The Northern District of California recently dismissed for a second time a complaint brought against Gilead Sciences, Inc. that alleged, in part, that Gilead violated the False Claims Act, 31 U.S.C. § 3729 (“FCA”), by submitting or causing to be submitted false claims for payment to the Government under Medicare and Medicaid programs. See United States ex rel. Campie v. Gilead Sciences, Inc., No. C-11-0941 (N.D. Cal. June 12, 2015). Specifically, the Relators who brought the lawsuit against Gilead maintained that Gilead violated the FCA by failing to seek supplemental approval from the Food and Drug Administration (“FDA”) for a drug product, as purportedly required.
To provide some brief background, the Food, Drug and Cosmetics Act (“FDCA”) requires that drug companies like Gilead obtain initial approval in the form of a new drug application, or NDA, prior to distribution of the drug. If there are later major changes to the drug product, the company is then required to seek further approval in the form of a “prior approval supplemental”, or PAS. According to the Relators, Gilead received an NDA from the FDA, but thereafter changed its manufacturing source to an unapproved company and continued to distribute the drug without seeking a PAS. As such, the Relators claim, the drugs were not approved under the FDCA and were, therefore, not eligible for payment under the Medicare and Medicaid programs. According to the Relators, this rendered all claims submitted for Medicare and Medicaid reimbursement “false” claims under the FCA.

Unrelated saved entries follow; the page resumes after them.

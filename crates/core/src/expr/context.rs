use super::compiler::{compile, CompiledProgram, Slot, SymbolTable};
use super::memory::MemoryBank;
use super::vars::{Builtin, COMMON_INPUTS};
use super::vm::{Env, Machine};
use crate::{
    state::{GlobalBank, PresetState, Q_COUNT},
    ExprError,
};

/// One evaluation namespace: builtin slots, the `q1`..`q32` channels and
/// every variable its programs declare implicitly. Values persist across
/// executions; only inputs are rebound.
#[derive(Debug)]
pub struct ExprContext {
    builtins: &'static [Builtin],
    symbols: SymbolTable,
    slots: Vec<f64>,
    memory: MemoryBank,
    rng: fastrand::Rng,
    machine: Machine,
}

impl ExprContext {
    pub fn new(builtins: &'static [Builtin], seed: u64) -> Self {
        let mut symbols = SymbolTable::with_builtins(builtins);
        for q in 1..=Q_COUNT {
            symbols.resolve(&format!("q{q}"));
        }
        let mut slots: Vec<f64> = builtins.iter().map(|builtin| builtin.default).collect();
        slots.resize(symbols.len(), 0.0);

        Self {
            builtins,
            symbols,
            slots,
            memory: MemoryBank::new(),
            rng: fastrand::Rng::with_seed(seed),
            machine: Machine::new(),
        }
    }

    /// Compiles `source` against this context. New identifiers get slots
    /// immediately so the program can run without further allocation.
    pub fn compile(&mut self, source: &str) -> Result<CompiledProgram, ExprError> {
        let program = compile(source, &mut self.symbols)?;
        self.slots.resize(self.symbols.len(), 0.0);
        self.machine.reserve_for(&program);
        Ok(program)
    }

    pub fn execute(&mut self, program: &CompiledProgram, globals: &mut GlobalBank) {
        if program.is_empty() {
            return;
        }
        let mut env = Env {
            slots: &mut self.slots,
            memory: &mut self.memory,
            globals,
            rng: &mut self.rng,
        };
        self.machine.run(program, &mut env);
    }

    /// Assigns a named value, declaring the name if needed. Used for the
    /// preset's initial values.
    pub fn assign(&mut self, name: &str, value: f64, globals: &mut GlobalBank) {
        match self.symbols.resolve(&name.to_ascii_lowercase()) {
            Slot::Local(index) => {
                self.slots.resize(self.symbols.len(), 0.0);
                self.slots[index as usize] = value;
            }
            Slot::Register(index) => globals.registers[usize::from(index)] = value,
        }
    }

    pub fn get(&self, index: usize) -> f64 {
        self.slots[index]
    }

    pub fn set(&mut self, index: usize, value: f64) {
        self.slots[index] = value;
    }

    /// Value of a builtin with its declared range applied.
    pub fn clamped(&self, index: usize) -> f64 {
        self.builtins[index].clamp(self.slots[index])
    }

    /// Reads any declared variable by name.
    pub fn lookup(&self, name: &str, globals: &GlobalBank) -> Option<f64> {
        match self.symbols.lookup(&name.to_ascii_lowercase())? {
            Slot::Local(index) => self.slots.get(index as usize).copied(),
            Slot::Register(index) => Some(globals.registers[usize::from(index)]),
        }
    }

    /// Builtins followed by the `q` channels.
    pub fn fixed_len(&self) -> usize {
        self.builtins.len() + Q_COUNT
    }

    pub fn fixed_slots(&self) -> &[f64] {
        &self.slots[..self.fixed_len()]
    }

    /// Restores builtins and `q` channels from a snapshot taken with
    /// [`ExprContext::fixed_slots`].
    pub fn restore_fixed(&mut self, snapshot: &[f64]) {
        let len = self.fixed_len().min(snapshot.len());
        self.slots[..len].copy_from_slice(&snapshot[..len]);
    }

    pub fn q(&self) -> &[f64] {
        let start = self.builtins.len();
        &self.slots[start..start + Q_COUNT]
    }

    pub fn set_q(&mut self, values: &[f64; Q_COUNT]) {
        let start = self.builtins.len();
        self.slots[start..start + Q_COUNT].copy_from_slice(values);
    }

    /// Binds the shared input block from the preset state.
    pub fn bind_common_inputs(&mut self, state: &PresetState, mesh: (u32, u32)) {
        let audio = &state.audio;
        let context = &state.context;
        let inputs: [f64; COMMON_INPUTS] = [
            f64::from(audio.time),
            f64::from(audio.fps),
            f64::from(audio.frame),
            f64::from(audio.progress),
            f64::from(audio.bass),
            f64::from(audio.mid),
            f64::from(audio.treb),
            f64::from(audio.bass_att),
            f64::from(audio.mid_att),
            f64::from(audio.treb_att),
            f64::from(audio.vol),
            f64::from(mesh.0),
            f64::from(mesh.1),
            f64::from(context.viewport_width),
            f64::from(context.viewport_height),
            f64::from(context.aspect_x),
            f64::from(context.aspect_y),
        ];
        self.slots[..COMMON_INPUTS].copy_from_slice(&inputs);
    }
}

#[cfg(test)]
mod tests {
    use super::*;
    use crate::expr::vars::FrameVar;

    #[test]
    fn q_channels_follow_builtins() {
        let mut globals = GlobalBank::default();
        let mut context = ExprContext::new(FrameVar::TABLE, 1);
        let program = context.compile("q3 = 7; zoom = 2").unwrap();
        context.execute(&program, &mut globals);

        assert_eq!(context.q()[2], 7.0);
        assert_eq!(context.get(FrameVar::Zoom.index()), 2.0);
        assert_eq!(context.fixed_len(), FrameVar::COUNT + Q_COUNT);
    }

    #[test]
    fn assign_declares_unknown_names() {
        let mut globals = GlobalBank::default();
        let mut context = ExprContext::new(FrameVar::TABLE, 1);
        context.assign("Custom_Value", 4.5, &mut globals);
        context.assign("reg12", 1.5, &mut globals);

        assert_eq!(context.lookup("custom_value", &globals), Some(4.5));
        assert_eq!(globals.registers[12], 1.5);
    }

    #[test]
    fn restore_leaves_user_variables_alone() {
        let mut globals = GlobalBank::default();
        let mut context = ExprContext::new(FrameVar::TABLE, 1);
        let snapshot = context.fixed_slots().to_vec();
        let program = context.compile("zoom = 3; mine = 9").unwrap();
        context.execute(&program, &mut globals);
        context.restore_fixed(&snapshot);

        assert_eq!(context.get(FrameVar::Zoom.index()), 1.0);
        assert_eq!(context.lookup("mine", &globals), Some(9.0));
    }
}
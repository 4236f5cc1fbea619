use crate::shader::ShaderSlot;

/// Result alias that carries the custom [`RenderError`] type.
pub type Result<T> = std::result::Result<T, RenderError>;

/// Common error type for the core crate.
#[derive(Debug, thiserror::Error)]
pub enum RenderError {
    /// The preset could not be constructed. No partial preset exists.
    #[error("failed to load preset: {0}")]
    Load(#[from] LoadError),
    /// A GPU object could not be allocated or addressed. Fatal mid-render.
    #[error("gpu failure: {0}")]
    Gpu(#[from] GpuError),
    #[error("invalid configuration: {0}")]
    Config(String),
    /// Free-form message for conditions without a dedicated variant.
    #[error("{0}")]
    Message(String),
    /// Wrapper around standard IO errors.
    #[error("{0}")]
    Io(#[from] std::io::Error),
    #[error("{0}")]
    Json(#[from] serde_json::Error),
}

impl RenderError {
    /// Creates a new error that simply wraps the provided message.
    pub fn msg<T: Into<String>>(msg: T) -> Self {
        Self::Message(msg.into())
    }
}

impl From<&str> for RenderError {
    fn from(value: &str) -> Self {
        Self::msg(value)
    }
}

impl From<String> for RenderError {
    fn from(value: String) -> Self {
        Self::Message(value)
    }
}

/// Errors that abort preset construction.
#[derive(Debug, thiserror::Error)]
pub enum LoadError {
    #[error("could not parse preset data: {0}")]
    Parse(String),
    #[error("{program} code does not compile: {source}")]
    Expression {
        program: &'static str,
        #[source]
        source: ExprError,
    },
    #[error("init code failed: {0}")]
    InitCode(#[source] ExprError),
    /// The built-in default shader failed. This indicates a defect in the
    /// engine or backend, never bad preset input.
    #[error("default shader for {slot} failed to compile: {source}")]
    DefaultShader {
        slot: ShaderSlot,
        #[source]
        source: ShaderError,
    },
    #[error(transparent)]
    Gpu(#[from] GpuError),
}

/// Compile-time failures of preset formulas.
#[derive(Debug, Clone, PartialEq, thiserror::Error)]
pub enum ExprError {
    #[error("line {line}, column {column}: {message}")]
    Syntax {
        line: u32,
        column: u32,
        message: String,
    },
    #[error("unknown function `{0}`")]
    UnknownFunction(String),
    #[error("function `{name}` takes {expected} argument(s), {found} given")]
    Arity {
        name: String,
        expected: usize,
        found: usize,
    },
    #[error("left side of assignment is not assignable")]
    NotAssignable,
}

/// Shader preparation, binding and compile failures. Recovered by fallback
/// substitution except when they hit the built-in default.
#[derive(Debug, Clone, PartialEq, thiserror::Error)]
pub enum ShaderError {
    #[error("shader text has no `shader_body` block")]
    MissingBody,
    #[error("unbalanced `{0}` in shader text")]
    Unbalanced(char),
    #[error("sampler `{0}` does not resolve to a texture")]
    UnboundSampler(String),
    #[error("backend compile failed: {0}")]
    Compile(String),
}

/// Backend resource failures.
#[derive(Debug, Clone, PartialEq, thiserror::Error)]
pub enum GpuError {
    #[error("could not allocate {what} of {width}x{height}")]
    Allocation {
        what: &'static str,
        width: u32,
        height: u32,
    },
    #[error("unknown backend resource {0}")]
    UnknownResource(u32),
}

There are two main theories through which courts have analyzed the falsity of claims under the FCA. First, a claim may be factually false, meaning that the claimant actually misrepresents the goods or services that were provided to the Government. Second, a claim may be legally false, meaning that there is a false certification of compliance with an applicable statute, regulation, or contract and Government payment is conditioned upon that compliance. A claim may be legally false either expressly or impliedly, with the latter circumstance arising when a claimant seeks payment without disclosing that it has violated a condition that would affect its eligibility for Government payment. Courts have also more recently applied a “fraud-in-the-inducement” theory of liability, which imposes liability for claims submitted under a contract entered into by the Government and a defendant, when the contract was induced by fraud.
In the case before the Northern District of California, the Relators sought to charge Gilead with FCA violations based on an implied certification theory, as well as a factual falsity theory. Relators based their implied certification theory on the argument that, because a condition of payment for Medicare and Medicaid is FDA approval, Gilead’s failure to seek supplemental approval for its drug via a PAS meant that any Medicare or Medicaid claims submitted to the Government were false. The Court, however, disagreed, noting that the only condition for payment was NDA approval, so Gilead’s failure to get supplemental approval did not preclude eligibility for Government payment. Interestingly, the Court also supported its position from a policy perspective, noting that were it to allow an FCA claim based on the failure to seek supplemental approval (the need for which is based on the more ambiguous “major manufacturing change”), the Court would have to involve itself in interpreting the quite complex FDCA regulatory process – a “daunting task.”
When addressing the Relators’ “factual falsity” claim, the Court was similarly skeptical. While the Court quickly dispensed of the Relators’ first theory of factual falsity as duplicative of their legal falsity claims, the Court notably addressed the Relators’ second theory—that the drug was not approved by the FDA and was therefore “worthless”—in a far more detailed fashion. Importantly, the Court explained that “[t]o have a factually false certification claim based on worthless services, the services must be medically worthless.” While the Relators had made allegations that suggested a reduced medical value, the Court found that they had failed to plead no medical value at all. This, the Court held, effectively put an end to their claims.
In light of other recent case law dismissing or affirming the dismissal of FCA claims that were based on allegations that the defendant violated a condition of payment, the Gilead decision is particularly compelling for companies looking to defeat FCA claims.